L’Amministrazione si occuperà poi, attraverso l’ente gestore del servizio di manutenzione del verde comunale Ferrara Tua srl, di curarne l’annaffiatura, fino al completo attecchimento, oltre alla manutenzione, se necessaria. Lo sfalcio dell’erba nell’area verde rimarrà invece a carico di Acer Ferrara.

L’intervento rientra tra le azioni di potenziamento e cura del verde nelle aree di Barco e Pontelagoscuro programmate attraverso il processo partecipativo che, nei mesi scorsi, ha visto coinvolti i cittadini dei due quartieri. Coordinato dal Centro Servizi per il volontariato ‘CSV Terre Estensi odv’, con l’adesione del Comune di Ferrara, il percorso partecipativo ha beneficiato di un contributo di 15mila euro proveniente dal Bando regionale Partecipazione 2020, a copertura dei costi di progettazione e realizzazione delle attività.

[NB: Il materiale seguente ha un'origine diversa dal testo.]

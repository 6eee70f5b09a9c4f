use crate::extractor::ExtractionStrategy;
use crate::navigator::WaitCondition;
use crate::request::{ExtractionOptions, FormSubmission, ScriptedAction};
use crate::{OrchestratorError, Result};
use clap::{Args, Subcommand, ValueEnum};
use std::path::PathBuf;

#[derive(Subcommand, Debug, Clone)]
pub enum Command {
    #[command(about = "Extract content from a page")]
    Extract {
        #[arg(help = "URL to extract")]
        url: String,
        #[command(flatten)]
        extraction: ExtractArgs,
        #[arg(long, help = "Session ID to run under (generated if omitted)")]
        session: Option<String>,
    },

    #[command(about = "Log in through a login form, then optionally extract a page")]
    Auth {
        #[arg(help = "Login page URL")]
        login_url: String,
        #[arg(short, long, help = "Username")]
        username: String,
        #[arg(
            short,
            long,
            env = "CRAWL_PASSWORD",
            hide_env_values = true,
            help = "Password"
        )]
        password: String,
        #[arg(long, help = "Page to extract once logged in")]
        target: Option<String>,
        #[command(flatten)]
        selectors: SelectorArgs,
        #[command(flatten)]
        extraction: ExtractArgs,
        #[arg(long, help = "Session ID to run under (generated if omitted)")]
        session: Option<String>,
    },

    #[command(about = "Extract several pages in order on one session")]
    Crawl {
        #[arg(required = true, help = "URLs to extract, in order")]
        urls: Vec<String>,
        #[arg(long, help = "Keep going when a page fails")]
        continue_on_error: bool,
        #[command(flatten)]
        extraction: ExtractArgs,
        #[arg(long, help = "Session ID to run under (generated if omitted)")]
        session: Option<String>,
    },

    #[command(about = "Open a page, run scripted browser actions and extract along the way")]
    Interact {
        #[arg(help = "Start URL")]
        url: String,
        #[arg(long, help = "JSON file with the list of actions")]
        script: PathBuf,
        #[command(flatten)]
        extraction: ExtractArgs,
        #[arg(long, help = "Session ID to run under (generated if omitted)")]
        session: Option<String>,
    },

    #[command(about = "Fill and submit a form, then extract the resulting page")]
    Form {
        #[arg(help = "URL of the page with the form")]
        url: String,
        #[arg(
            long = "field",
            required = true,
            value_name = "SELECTOR=VALUE",
            help = "Field to fill (repeatable, filled in order)"
        )]
        fields: Vec<String>,
        #[arg(long, help = "CSS selector of the submit button")]
        submit: Option<String>,
        #[command(flatten)]
        extraction: ExtractArgs,
        #[arg(long, help = "Session ID to run under (generated if omitted)")]
        session: Option<String>,
    },

    #[command(about = "Serve the HTTP API")]
    Serve {
        #[arg(long, help = "Bind address")]
        host: Option<String>,
        #[arg(long, help = "HTTP port")]
        port: Option<u16>,
    },

    #[command(about = "Show the status of a running server")]
    Status {
        #[command(flatten)]
        remote: RemoteArgs,
    },

    #[command(about = "List sessions on a running server")]
    Sessions {
        #[command(flatten)]
        remote: RemoteArgs,
    },

    #[command(about = "Show the action log of a session on a running server")]
    Actions {
        #[arg(help = "Session ID")]
        session: String,
        #[command(flatten)]
        remote: RemoteArgs,
    },

    #[command(about = "Close a session on a running server")]
    Cleanup {
        #[arg(help = "Session ID")]
        session: String,
        #[command(flatten)]
        remote: RemoteArgs,
    },

    #[command(about = "Configuration management")]
    Config {
        #[command(subcommand)]
        subcommand: ConfigCommand,
    },
}

#[derive(Subcommand, Debug, Clone)]
pub enum ConfigCommand {
    #[command(about = "Initialize config file with defaults")]
    Init,

    #[command(about = "Show current configuration")]
    Show,

    #[command(about = "Show config file path")]
    Path,
}

#[derive(ValueEnum, Debug, Clone, Copy, PartialEq, Eq, Default)]
pub enum StrategyArg {
    #[default]
    Auto,
    Css,
    Ai,
}

#[derive(Args, Debug, Clone, Default)]
pub struct ExtractArgs {
    #[arg(long, value_enum, default_value_t = StrategyArg::Auto, help = "Extraction strategy")]
    pub strategy: StrategyArg,
    #[arg(long, help = "JSON schema file for the css strategy")]
    pub schema: Option<PathBuf>,
    #[arg(long, help = "Instruction for the ai strategy")]
    pub instruction: Option<String>,
    #[arg(long, help = "CSS selector that marks the content as loaded")]
    pub wait_for: Option<String>,
    #[arg(long, conflicts_with = "wait_for", help = "Text that marks the content as loaded")]
    pub wait_text: Option<String>,
    #[arg(long, help = "Scroll to the bottom before extracting")]
    pub scroll: bool,
    #[arg(long, help = "Number of scroll passes before extracting")]
    pub scroll_times: Option<u32>,
}

impl ExtractArgs {
    pub fn to_options(&self) -> Result<ExtractionOptions> {
        let strategy = match self.strategy {
            StrategyArg::Auto => ExtractionStrategy::Auto,
            StrategyArg::Css => {
                let path = self.schema.as_ref().ok_or_else(|| {
                    OrchestratorError::InvalidRequest("--schema is required for --strategy css".into())
                })?;
                let schema = serde_json::from_str(&std::fs::read_to_string(path)?)?;
                ExtractionStrategy::Css { schema }
            }
            StrategyArg::Ai => ExtractionStrategy::Ai {
                instruction: self.instruction.clone().ok_or_else(|| {
                    OrchestratorError::InvalidRequest(
                        "--instruction is required for --strategy ai".into(),
                    )
                })?,
            },
        };

        let wait_for = match (&self.wait_for, &self.wait_text) {
            (Some(selector), _) => Some(WaitCondition::Selector(selector.clone())),
            (None, Some(text)) => Some(WaitCondition::Text(text.clone())),
            (None, None) => None,
        };

        Ok(ExtractionOptions {
            strategy,
            wait_for,
            scroll_to_bottom: self.scroll.then_some(true),
            scroll_times: self.scroll_times,
            options: Default::default(),
        })
    }
}

pub fn load_actions(path: &std::path::Path) -> Result<Vec<ScriptedAction>> {
    let content = std::fs::read_to_string(path)?;
    serde_json::from_str(&content).map_err(|e| {
        OrchestratorError::InvalidRequest(format!(
            "invalid action script {}: {}",
            path.display(),
            e
        ))
    })
}

/// Builds a form from `selector=value` pairs. The pair is split at the first
/// `=` outside attribute brackets, so both sides may contain `=`.
pub fn parse_form(fields: &[String], submit: Option<String>) -> Result<FormSubmission> {
    let mut form = FormSubmission {
        fields: Vec::new(),
        submit,
    };
    for field in fields {
        let (selector, value) = split_field(field).ok_or_else(|| {
            OrchestratorError::InvalidRequest(format!(
                "--field expects SELECTOR=VALUE, got '{}'",
                field
            ))
        })?;
        form = form.field(selector.trim(), value);
    }
    Ok(form)
}

fn split_field(field: &str) -> Option<(&str, &str)> {
    let mut depth = 0usize;
    for (i, c) in field.char_indices() {
        match c {
            '[' => depth += 1,
            ']' => depth = depth.saturating_sub(1),
            '=' if depth == 0 => return Some((&field[..i], &field[i + 1..])),
            _ => {}
        }
    }
    None
}

#[derive(Args, Debug, Clone, Default)]
pub struct RemoteArgs {
    #[arg(long, help = "Server URL (defaults to the configured host and port)")]
    pub server: Option<String>,
}

#[derive(Args, Debug, Clone, Default)]
pub struct SelectorArgs {
    #[arg(long, help = "CSS selector of the username field")]
    pub username_selector: Option<String>,
    #[arg(long, help = "CSS selector of the password field")]
    pub password_selector: Option<String>,
    #[arg(long, help = "CSS selector of the submit button")]
    pub submit_selector: Option<String>,
    #[arg(long, help = "CSS selector that only exists once logged in")]
    pub success_selector: Option<String>,
    #[arg(long, help = "Text shown when the login is rejected")]
    pub error_text: Option<String>,
}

Oltre al Comune di Ferrara, hanno preso parte al progetto come partner ufficiali la “Rete per la giustizia climatica” e il Laboratorio Citer del Dipartimento di Architettura dell’Università degli Studi di Ferrara, ma diverse sono le altre associazioni e realtà locali coinvolte.

Gli esiti del percorso sono confluiti in una “proposta strategica di intervento” per la valorizzazione di un sistema di aree verdi nei quartieri di Barco e Pontelagoscuro. Quattro, in particolare, le azioni contenute nella proposta: il completamento del Bosco Abbado e la messa a dimora di una nuova siepe boscata nella fascia verso il Doro; la creazione di una rete di giardini che dall’asse di via Padova arriva fino alla biblioteca Bassani; la salvaguardia di un corridoio verde nella fascia centrale della “spina” fino a Pontelagoscuro; e l’opportunità di un parco a vocazione sportiva nella porzione settentrionale, vicino al Po.

“Da quel processo partecipativo – spiega l’assessore all’Ambiente e alla Partecipazione Alessandro Balboniabbiamo ricavato diversi spunti e richieste da parte dei residenti dei quartieri di Barco e Pontelagoscuro. Grazie alle idee progettuali raccolte abbiamo sviluppato una serie di interventi, candidati a finanziamenti regionali e privati, riuscendo a realizzare azioni di forestazione che superano i 100.000 euro, e l’adesione a questo progetto di un partner privato noto e importante come Fielmann è un grande valore aggiunto”.